Power for days... but 6.4L diesels will cost you money....a lot of it.
I have a toxic relationship with my 6.4 Powerstroke.
There. I said it.
Because on one hand, this truck is an absolute monster. I can load 1,100 gallons of water into it, hammer down, and this thing will drag ass up a hill at 90 mph while the turbo noises sound like a pissed-off F-16 trying to mate with a freight train. The torque is absurd. The acceleration is absurd. The truck feels like it wants to fistfight gravity itself.
Ford/Navistar really sat in a boardroom and said:
“What if we made a diesel powered ICBM disguised as a work truck?”
And then immediately followed that with:
“Cool… now let’s build it entirely out of emotional damage and warranty claims.”
The 6.4 is one of the most simultaneously amazing and catastrophic engines ever put in a pickup. It is engineering schizophrenia on four wheels.
This truck makes so much power because the compound twin turbo setup is basically:
“What if we force-fed a V8 enough boost to bend spacetime?”
And honestly? It WORKS. These trucks absolutely rip. People who have never driven a healthy tuned 6.4 genuinely do not understand how violently these things move for a giant diesel work truck.
But the cost of this performance is that the engine is under the hood trying to commit seppuku 24/7.
The cooling system from the factory is basically a suggestion. The radiators crack. The degas bottles explode. The EGR coolers fail. The oil coolers clog. Ford engineered this thing like they expected coolant to circulate through hopes and dreams.
Then there’s the emissions system. Dear God.
This truck came from the factory with enough EPA hardware attached to it to qualify as a portable chemistry set. The DPF system loves to dump extra fuel during regens, which means these trucks literally dilute their own oil with diesel fuel. Nothing says “premium engineering” like your crankcase slowly becoming a 15W40 margarita.
And because the emissions system chokes the motor like it owes it money, EGTs climb into the surface temperature of Mercury. So the truck is just constantly cooking itself alive unless you fix the issues.
Then we arrive at the turbos.
The compound turbo setup is cool as hell right up until you realize replacing them requires the mechanical equivalent of sacrificing a goat under a blood moon. And because this is a 6.4, every repair starts with:
“First, remove the cab from the frame.”
EVERYTHING requires cab-off work.
Injectors? Cab off.
Heads? Cab off.
Turbos? Cab off.
Need emotional closure? Probably cab off.
I swear the engineers designed the truck around the idea that technicians were just casually lifting entire truck bodies off every Tuesday afternoon while chain smoking Marlboros and contemplating divorce.
And yet…
I LOVE this truck.
Because when it runs right, it is unbelievable. It sounds incredible. It pulls like a locomotive. It has personality. It feels angry all the time in the best possible way.

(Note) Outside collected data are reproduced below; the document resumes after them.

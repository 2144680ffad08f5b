use std::fs::{self, File};
use std::io::Write;
use std::path::{Path, PathBuf};

use anyhow::{Context, Result};
use serde::Serialize;

/// Output file of a `--slug-detail` run.
pub const SLUG_DETAIL_FILE: &str = "slugdetailco.json";

pub fn ensure_output_dir(dir: &Path) -> Result<()> {
    fs::create_dir_all(dir)
        .with_context(|| format!("failed to create output directory {}", dir.display()))
}

/// Writes a document as pretty-printed UTF-8 JSON, creating or overwriting
/// the file whole. Non-ASCII characters are kept unescaped.
pub fn save_json<T: Serialize>(value: &T, path: &Path) -> Result<()> {
    let json = serde_json::to_string_pretty(value)
        .with_context(|| format!("failed to serialize {}", path.display()))?;
    let mut file =
        File::create(path).with_context(|| format!("failed to create {}", path.display()))?;
    file.write_all(json.as_bytes())
        .with_context(|| format!("failed to write {}", path.display()))?;
    Ok(())
}

pub fn collection_path(dir: &Path, product_type: &str) -> PathBuf {
    dir.join(format!("{product_type}_all_products.json"))
}

pub fn detailed_path(dir: &Path, product_type: &str) -> PathBuf {
    dir.join(format!("{product_type}_all_detailed.json"))
}

/// Chunk files are numbered from 1.
pub fn chunk_path(dir: &Path, product_type: &str, index: usize) -> PathBuf {
    dir.join(format!("{product_type}_chunk_{index}.json"))
}

#[cfg(test)]
mod tests {
    use super::*;
    use serde_json::json;
    use tempfile::TempDir;

    #[test]
    fn writes_pretty_json_with_unescaped_non_ascii() {
        let dir = TempDir::new().unwrap();
        let path = dir.path().join("out.json");

        save_json(&json!([{ "name": "Cốc sứ trắng", "slug": "coc-su" }]), &path).unwrap();

        let written = fs::read_to_string(&path).unwrap();
        assert!(written.contains("Cốc sứ trắng"));
        assert!(!written.contains("\\u"));
        // two-space indentation, one field per line
        assert!(written.contains("\n    \"name\""));
    }

    #[test]
    fn overwrites_existing_file_whole() {
        let dir = TempDir::new().unwrap();
        let path = dir.path().join("out.json");

        save_json(&json!({ "old": true, "padding": "xxxxxxxxxxxxxxxx" }), &path).unwrap();
        save_json(&json!({ "new": true }), &path).unwrap();

        let written = fs::read_to_string(&path).unwrap();
        assert!(written.contains("new"));
        assert!(!written.contains("old"));
    }

    #[test]
    fn ensure_output_dir_creates_missing_parents() {
        let dir = TempDir::new().unwrap();
        let nested = dir.path().join("a/b/products_data");

        ensure_output_dir(&nested).unwrap();
        assert!(nested.is_dir());

        // idempotent when the directory already exists
        ensure_output_dir(&nested).unwrap();
    }

    #[test]
    fn output_paths_follow_the_naming_scheme() {
        let dir = Path::new("products_data");
        assert_eq!(
            collection_path(dir, "mugs"),
            dir.join("mugs_all_products.json")
        );
        assert_eq!(
            detailed_path(dir, "mugs"),
            dir.join("mugs_all_detailed.json")
        );
        assert_eq!(chunk_path(dir, "mugs", 3), dir.join("mugs_chunk_3.json"));
    }
}
/// Splits an ordered list into contiguous groups of at most `chunk_size`
/// records. Pure partition: order preserved, nothing dropped or deduplicated,
/// only the last chunk may be shorter. `chunk_size` must be at least 1.
pub fn split_into_chunks<T>(records: &[T], chunk_size: usize) -> impl Iterator<Item = &[T]> {
    records.chunks(chunk_size)
}
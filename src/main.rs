mod archiver;
mod chunker;
mod cli;
mod fetcher;
mod models;

use std::path::Path;
use std::time::Duration;

use anyhow::Result;
use clap::Parser;
use serde_json::Value;

use cli::{Args, Mode, SLUG_PRODUCTS};
use fetcher::CatalogClient;

fn main() -> Result<()> {
    env_logger::Builder::from_env(env_logger::Env::default().default_filter_or("info")).init();
    let args = Args::parse();

    let Some(mode) = args.mode() else {
        // User error, not a crash: point at the options and exit cleanly
        // before any network call or file write.
        log::error!("Specify a product type (--product-type) or use --slug-detail");
        return Ok(());
    };

    let client = CatalogClient::new(&args.base_url, Duration::from_millis(args.delay_ms))?;
    archiver::ensure_output_dir(&args.output_dir)?;

    match mode {
        Mode::SlugDetail => run_slug_detail(&client, &args.output_dir),
        Mode::ExplicitSlugs {
            product_type,
            slugs,
        } => run_explicit_slugs(&client, &args.output_dir, product_type, slugs),
        Mode::BulkByType { product_type } => run_bulk(
            &client,
            &args.output_dir,
            product_type,
            args.limit,
            args.chunk_size as usize,
        ),
    }
}

/// Mode A: fetch detail for the built-in slug set and write the successes as
/// one array. No chunking.
fn run_slug_detail(client: &CatalogClient, output_dir: &Path) -> Result<()> {
    log::info!("Fetching detail for {} built-in slugs", SLUG_PRODUCTS.len());
    let details = fetch_details(client, SLUG_PRODUCTS.iter().copied());

    let path = output_dir.join(archiver::SLUG_DETAIL_FILE);
    archiver::save_json(&details, &path)?;
    log::info!(
        "Done: saved detail for {} products to {}",
        details.len(),
        path.display()
    );
    Ok(())
}

/// Mode B: fetch detail for a caller-supplied slug list and write the
/// successes as one array. No chunking.
fn run_explicit_slugs(
    client: &CatalogClient,
    output_dir: &Path,
    product_type: &str,
    slugs: &[String],
) -> Result<()> {
    log::info!("Fetching detail for {} requested slugs", slugs.len());
    let details = fetch_details(client, slugs.iter().map(String::as_str));

    if details.is_empty() {
        log::error!("No product detail could be fetched, stopping");
        return Ok(());
    }

    let path = archiver::detailed_path(output_dir, product_type);
    archiver::save_json(&details, &path)?;
    log::info!(
        "Done: saved {} detailed products to {}",
        details.len(),
        path.display()
    );
    Ok(())
}

/// Mode C: page through the full collection, archive it, fetch every detail
/// record, archive those, then split them into numbered chunk files.
fn run_bulk(
    client: &CatalogClient,
    output_dir: &Path,
    product_type: &str,
    limit: u32,
    chunk_size: usize,
) -> Result<()> {
    log::info!("Archiving all products of type: {product_type}");
    let products = client.fetch_collection(product_type, limit);
    if products.is_empty() {
        log::error!("No products found, stopping");
        return Ok(());
    }

    let collection_file = archiver::collection_path(output_dir, product_type);
    archiver::save_json(&products, &collection_file)?;
    log::info!(
        "Saved all {} products to {}",
        products.len(),
        collection_file.display()
    );

    let total = products.len();
    let mut details = Vec::new();
    for (index, product) in products.iter().enumerate() {
        log::info!("[{}/{}] Processing: {}", index + 1, total, product.name);
        if let Some(detail) = client.fetch_detail(&product.slug) {
            details.push(detail);
        }
        if index + 1 < total {
            client.pause();
        }
    }
    if details.is_empty() {
        log::error!("No product detail could be fetched, stopping");
        return Ok(());
    }

    let detailed_file = archiver::detailed_path(output_dir, product_type);
    archiver::save_json(&details, &detailed_file)?;
    log::info!(
        "Saved {} detailed products to {}",
        details.len(),
        detailed_file.display()
    );

    let mut chunk_count = 0;
    for (index, chunk) in chunker::split_into_chunks(&details, chunk_size).enumerate() {
        let chunk_file = archiver::chunk_path(output_dir, product_type, index + 1);
        archiver::save_json(&chunk, &chunk_file)?;
        log::info!(
            "Saved {} products to chunk file {}",
            chunk.len(),
            chunk_file.display()
        );
        chunk_count += 1;
    }

    log::info!(
        "Done: split {} products into {} chunk files in {}",
        details.len(),
        chunk_count,
        output_dir.display()
    );
    Ok(())
}

/// Shared detail loop for the slug-driven modes: failed slugs are dropped,
/// successes keep input order, and the pause runs between all but the last.
fn fetch_details<'a, I>(client: &CatalogClient, slugs: I) -> Vec<Value>
where
    I: ExactSizeIterator<Item = &'a str>,
{
    let total = slugs.len();
    let mut details = Vec::new();
    for (index, slug) in slugs.enumerate() {
        log::info!("[{}/{}] Processing slug: {slug}", index + 1, total);
        if let Some(detail) = client.fetch_detail(slug) {
            details.push(detail);
        }
        if index + 1 < total {
            client.pause();
        }
    }
    details
}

But at 150k miles I’ve spent almost THIRTY THOUSAND DOLLARS keeping this overboosted mechanical war crime alive.
Cooling system.
Turbos.
Deleted years ago.
ARP studs.
Bulletproofing.
Injectors.
Head gaskets.
Heads.
Fuel pump.
Water pump.
Probably my retirement fund.
At this point I’m not maintaining a truck anymore. I’m funding a long-term scientific study on how much abuse one diesel engine can survive out of pure hatred and caffeine.